[INPUT]

//! Processing topology: node registry, static skeleton and stream dispatch.
//!
//! The skeleton is built once at startup:
//! - source -> queue -> demux, with an optional tee splitting the raw
//!   multiplex off to a pass-through restream sink
//! - one head chain per supported content type (parser, decoder)
//! - a shared video tail and a shared audio tail ending in the WebRTC sink
//!
//! Head chains are joined to the tails later, by [`PadDispatcher`], once the
//! demultiplexer tells us what the stream actually contains.

pub mod dispatch;
pub mod graph;

pub use dispatch::*;
pub use graph::*;

use log::info;
use thiserror::Error;

use crate::config::{Config, SourceTransport, SrtMode};
use crate::engine::{EngineError, MediaEngine, NodeKind, NodeSettings, RtpCaps};

/// Socket receive buffer for the UDP source (bytes)
const UDP_SOURCE_BUFFER_SIZE: i32 = 825_984;

/// Fatal topology construction errors
#[derive(Error, Debug)]
pub enum BuildError {
    #[error("Node {kind} unavailable (factory {factory}): {source}")]
    NodeUnavailable {
        kind: NodeKind,
        factory: &'static str,
        #[source]
        source: EngineError,
    },

    #[error("Static link {from} -> {to} failed: {source}")]
    LinkFailed {
        from: NodeKind,
        to: NodeKind,
        #[source]
        source: EngineError,
    },

    #[error(transparent)]
    Missing(#[from] MissingNode),
}

/// One node to create
#[derive(Clone, Debug, PartialEq, Eq)]
pub struct NodeSpec {
    pub kind: NodeKind,
    pub factory: &'static str,
    pub settings: NodeSettings,
}

impl NodeSpec {
    fn new(kind: NodeKind, factory: &'static str) -> Self {
        Self { kind, factory, settings: NodeSettings::new() }
    }

    fn with_settings(mut self, settings: NodeSettings) -> Self {
        self.settings = settings;
        self
    }
}

/// Queues never drop and never block on size; only thresholds gate them.
fn unbounded_queue() -> NodeSettings {
    NodeSettings::new()
        .with("max-size-buffers", 0u32)
        .with("max-size-bytes", 0u32)
        .with("max-size-time", 0u64)
}

fn srt_uri(address: &str, port: u16) -> String {
    format!("srt://{}:{}", address, port)
}

/// Builds the static skeleton for one configuration.
pub struct TopologyBuilder<'a> {
    config: &'a Config,
}

impl<'a> TopologyBuilder<'a> {
    pub fn new(config: &'a Config) -> Self {
        Self { config }
    }

    fn bypass(&self) -> Bypass {
        Bypass { audio: self.config.bypass_audio, video: self.config.bypass_video }
    }

    fn source_kind(&self) -> NodeKind {
        match self.config.source_transport {
            SourceTransport::Udp => NodeKind::UdpSource,
            SourceTransport::Srt(_) => NodeKind::SrtSource,
            SourceTransport::File(_) => NodeKind::FileSource,
        }
    }

    fn restream_sink_kind(&self) -> NodeKind {
        match self.config.source_transport {
            SourceTransport::Srt(_) => NodeKind::SrtSink,
            _ => NodeKind::UdpSink,
        }
    }

    fn video_caps(&self) -> RtpCaps {
        if self.config.bypass_video {
            RtpCaps::H264
        } else {
            RtpCaps::VP8
        }
    }

    fn source_spec(&self) -> NodeSpec {
        let config = self.config;
        match &config.source_transport {
            SourceTransport::Udp => NodeSpec::new(NodeKind::UdpSource, "udpsrc").with_settings(
                NodeSettings::new()
                    .with("address", config.source_address.as_str())
                    .with("port", u32::from(config.source_port))
                    .with("auto-multicast", true)
                    .with("buffer-size", UDP_SOURCE_BUFFER_SIZE),
            ),
            SourceTransport::Srt(SrtMode::Listener) => NodeSpec::new(NodeKind::SrtSource, "srtsrc")
                .with_settings(
                    NodeSettings::new()
                        .with("localaddress", config.source_address.as_str())
                        .with("localport", u32::from(config.source_port))
                        .nick("mode", SrtMode::Listener.nick())
                        .with("wait-for-connection", true)
                        .with("latency", config.srt_latency_ms),
                ),
            SourceTransport::Srt(SrtMode::Caller) => NodeSpec::new(NodeKind::SrtSource, "srtsrc")
                .with_settings(
                    NodeSettings::new()
                        .with("uri", srt_uri(&config.source_address, config.source_port))
                        .nick("mode", SrtMode::Caller.nick())
                        .with("latency", config.srt_latency_ms),
                ),
            SourceTransport::File(path) => NodeSpec::new(NodeKind::FileSource, "filesrc")
                .with_settings(NodeSettings::new().with("location", path.to_string_lossy().into_owned())),
        }
    }

    fn restream_specs(&self) -> Vec<NodeSpec> {
        let Some(target) = &self.config.restream else {
            return Vec::new();
        };

        let sink = match self.restream_sink_kind() {
            NodeKind::SrtSink => NodeSpec::new(NodeKind::SrtSink, "srtsink").with_settings(
                NodeSettings::new()
                    .with("uri", srt_uri(&target.address, target.port))
                    .nick("mode", SrtMode::Caller.nick())
                    .with("wait-for-connection", false)
                    .with("latency", self.config.srt_latency_ms),
            ),
            _ => NodeSpec::new(NodeKind::UdpSink, "udpsink").with_settings(
                NodeSettings::new()
                    .with("host", target.address.as_str())
                    .with("port", u32::from(target.port)),
            ),
        };

        vec![
            NodeSpec::new(NodeKind::Tee, "tee"),
            NodeSpec::new(NodeKind::RestreamQueue, "queue").with_settings(unbounded_queue()),
            sink,
        ]
    }

    /// Parser/decoder nodes for every content type routable in this mode.
    fn head_specs(&self) -> Vec<NodeSpec> {
        let bypass = self.bypass();
        let mut kinds: Vec<NodeKind> = Vec::new();
        for content in ContentType::ROUTABLE.iter() {
            let Some(route) = bypass.route(content) else {
                continue;
            };
            let enabled = match route.media {
                MediaKind::Video => self.config.video,
                MediaKind::Audio => self.config.audio,
            };
            if !enabled {
                continue;
            }
            for kind in route.head {
                if !kinds.contains(kind) {
                    kinds.push(*kind);
                }
            }
        }

        kinds
            .into_iter()
            .filter_map(|kind| {
                let spec = NodeSpec::new(kind, head_factory(kind)?);
                Some(if kind == NodeKind::H264Parse {
                    spec.with_settings(NodeSettings::new().with("disable-passthrough", true))
                } else {
                    spec
                })
            })
            .collect()
    }

    fn video_tail_specs(&self) -> Vec<NodeSpec> {
        let payload_queue = NodeSpec::new(NodeKind::VideoPayloadQueue, "queue").with_settings(unbounded_queue());
        if self.config.bypass_video {
            return vec![
                NodeSpec::new(NodeKind::VideoPayload, "rtph264pay")
                    .with_settings(NodeSettings::new().with("config-interval", -1i32)),
                payload_queue,
            ];
        }

        let mut specs = Vec::new();
        if self.config.show_timer {
            specs.push(NodeSpec::new(NodeKind::ClockOverlay, "clockoverlay"));
        }
        specs.push(NodeSpec::new(NodeKind::VideoConvert, "videoconvert"));
        specs.push(NodeSpec::new(NodeKind::VideoEncode, "vp8enc").with_settings(
            NodeSettings::new()
                .with("threads", 2i32)
                .with("target-bitrate", self.config.video_bitrate_kbps.saturating_mul(1000))
                .nick("error-resilient", "default")
                .nick("end-usage", "vbr")
                .with("deadline", 1i32),
        ));
        specs.push(NodeSpec::new(NodeKind::VideoPayload, "rtpvp8pay"));
        specs.push(payload_queue);
        specs
    }

    fn audio_tail_specs(&self) -> Vec<NodeSpec> {
        let payload_queue = NodeSpec::new(NodeKind::AudioPayloadQueue, "queue").with_settings(unbounded_queue());
        if self.config.bypass_audio {
            return vec![NodeSpec::new(NodeKind::AudioPayload, "rtpopuspay"), payload_queue];
        }

        vec![
            NodeSpec::new(NodeKind::AudioConvert, "audioconvert"),
            NodeSpec::new(NodeKind::AudioResample, "audioresample"),
            NodeSpec::new(NodeKind::AudioEncode, "opusenc"),
            NodeSpec::new(NodeKind::AudioPayload, "rtpopuspay"),
            payload_queue,
        ]
    }

    fn webrtc_spec(&self) -> NodeSpec {
        NodeSpec::new(NodeKind::WebRtcSink, "webrtcbin").with_settings(
            NodeSettings::new()
                .with("name", "send")
                .with("stun-server", self.config.stun_server.as_str())
                .nick("bundle-policy", "max-bundle")
                .with("latency", self.config.jitter_buffer_latency_ms),
        )
    }

    /// Every node this configuration needs, in creation order.
    pub fn plan(&self) -> Vec<NodeSpec> {
        let min_time_ns = u64::try_from(self.config.source_queue_min_time.as_nanos()).unwrap_or(u64::MAX);

        let mut specs = vec![self.source_spec()];
        specs.extend(self.restream_specs());
        specs.push(
            NodeSpec::new(NodeKind::SourceQueue, "queue")
                .with_settings(unbounded_queue().with("min-threshold-time", min_time_ns)),
        );
        specs.push(
            NodeSpec::new(NodeKind::Demux, "tsdemux")
                .with_settings(NodeSettings::new().with("latency", self.config.ts_demux_latency_ms)),
        );
        specs.extend(self.head_specs());
        if self.config.video {
            specs.extend(self.video_tail_specs());
        }
        if self.config.audio {
            specs.extend(self.audio_tail_specs());
        }
        specs.push(self.webrtc_spec());
        specs
    }

    /// Create every node, then establish the links that do not depend on
    /// the discovered stream types. Any failure aborts the whole build.
    pub fn build<E: MediaEngine>(&self, engine: &mut E) -> Result<ProcessingGraph<E::Node>, BuildError> {
        let mut graph = ProcessingGraph::new();

        for spec in self.plan() {
            let node = engine
                .make_node(spec.kind, spec.factory, &spec.settings)
                .map_err(|source| BuildError::NodeUnavailable { kind: spec.kind, factory: spec.factory, source })?;
            graph.insert(spec.kind, node);
        }

        self.link_source(engine, &graph)?;

        if self.config.video {
            let tail: Vec<NodeKind> = [
                NodeKind::ClockOverlay,
                NodeKind::VideoConvert,
                NodeKind::VideoEncode,
                NodeKind::VideoPayload,
                NodeKind::VideoPayloadQueue,
            ]
            .into_iter()
            .filter(|kind| graph.contains(*kind))
            .collect();
            link_chain(engine, &graph, &tail)?;
            link_filtered(engine, &graph, NodeKind::VideoPayloadQueue, &self.video_caps())?;
        }

        if self.config.audio {
            let tail: Vec<NodeKind> = [
                NodeKind::AudioConvert,
                NodeKind::AudioResample,
                NodeKind::AudioEncode,
                NodeKind::AudioPayload,
                NodeKind::AudioPayloadQueue,
            ]
            .into_iter()
            .filter(|kind| graph.contains(*kind))
            .collect();
            link_chain(engine, &graph, &tail)?;
            link_filtered(engine, &graph, NodeKind::AudioPayloadQueue, &RtpCaps::OPUS)?;
        }

        info!("Topology built with {} nodes", graph.len());
        Ok(graph)
    }

    fn link_source<E: MediaEngine>(&self, engine: &mut E, graph: &ProcessingGraph<E::Node>) -> Result<(), BuildError> {
        let source = self.source_kind();

        if let Some(target) = &self.config.restream {
            info!("Restreaming (pass-through) to {}:{}", target.address, target.port);
            link_chain(engine, graph, &[source, NodeKind::Tee])?;
            link_chain(engine, graph, &[NodeKind::Tee, NodeKind::RestreamQueue, self.restream_sink_kind()])?;
            link_chain(engine, graph, &[NodeKind::Tee, NodeKind::SourceQueue, NodeKind::Demux])
        } else {
            link_chain(engine, graph, &[source, NodeKind::SourceQueue, NodeKind::Demux])
        }
    }
}

fn head_factory(kind: NodeKind) -> Option<&'static str> {
    let factory = match kind {
        NodeKind::H264Parse => "h264parse",
        NodeKind::H264Decode => "avdec_h264",
        NodeKind::H265Parse => "h265parse",
        NodeKind::H265Decode => "avdec_h265",
        NodeKind::Mpeg2Parse => "mpegvideoparse",
        NodeKind::Mpeg2Decode => "avdec_mpeg2video",
        NodeKind::AacParse => "aacparse",
        NodeKind::AacDecode => "avdec_aac",
        NodeKind::PcmParse => "rawaudioparse",
        NodeKind::OpusParse => "opusparse",
        _ => return None,
    };
    Some(factory)
}

fn link_chain<E: MediaEngine>(
    engine: &mut E,
    graph: &ProcessingGraph<E::Node>,
    kinds: &[NodeKind],
) -> Result<(), BuildError> {
    for pair in kinds.windows(2) {
        let (from, to) = (pair[0], pair[1]);
        engine
            .link(graph.require(from)?, graph.require(to)?)
            .map_err(|source| BuildError::LinkFailed { from, to, source })?;
    }
    Ok(())
}

fn link_filtered<E: MediaEngine>(
    engine: &mut E,
    graph: &ProcessingGraph<E::Node>,
    from: NodeKind,
    caps: &RtpCaps,
) -> Result<(), BuildError> {
    let to = NodeKind::WebRtcSink;
    engine
        .link_filtered(graph.require(from)?, graph.require(to)?, caps)
        .map_err(|source| BuildError::LinkFailed { from, to, source })
}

[/INPUT]

## WORK INSTRUCTIONS
Copy, from the material, each line that holds the string "built".

## TASK OUTPUT
//! The skeleton is built once at startup:
        info!("Topology built with {} nodes", graph.len());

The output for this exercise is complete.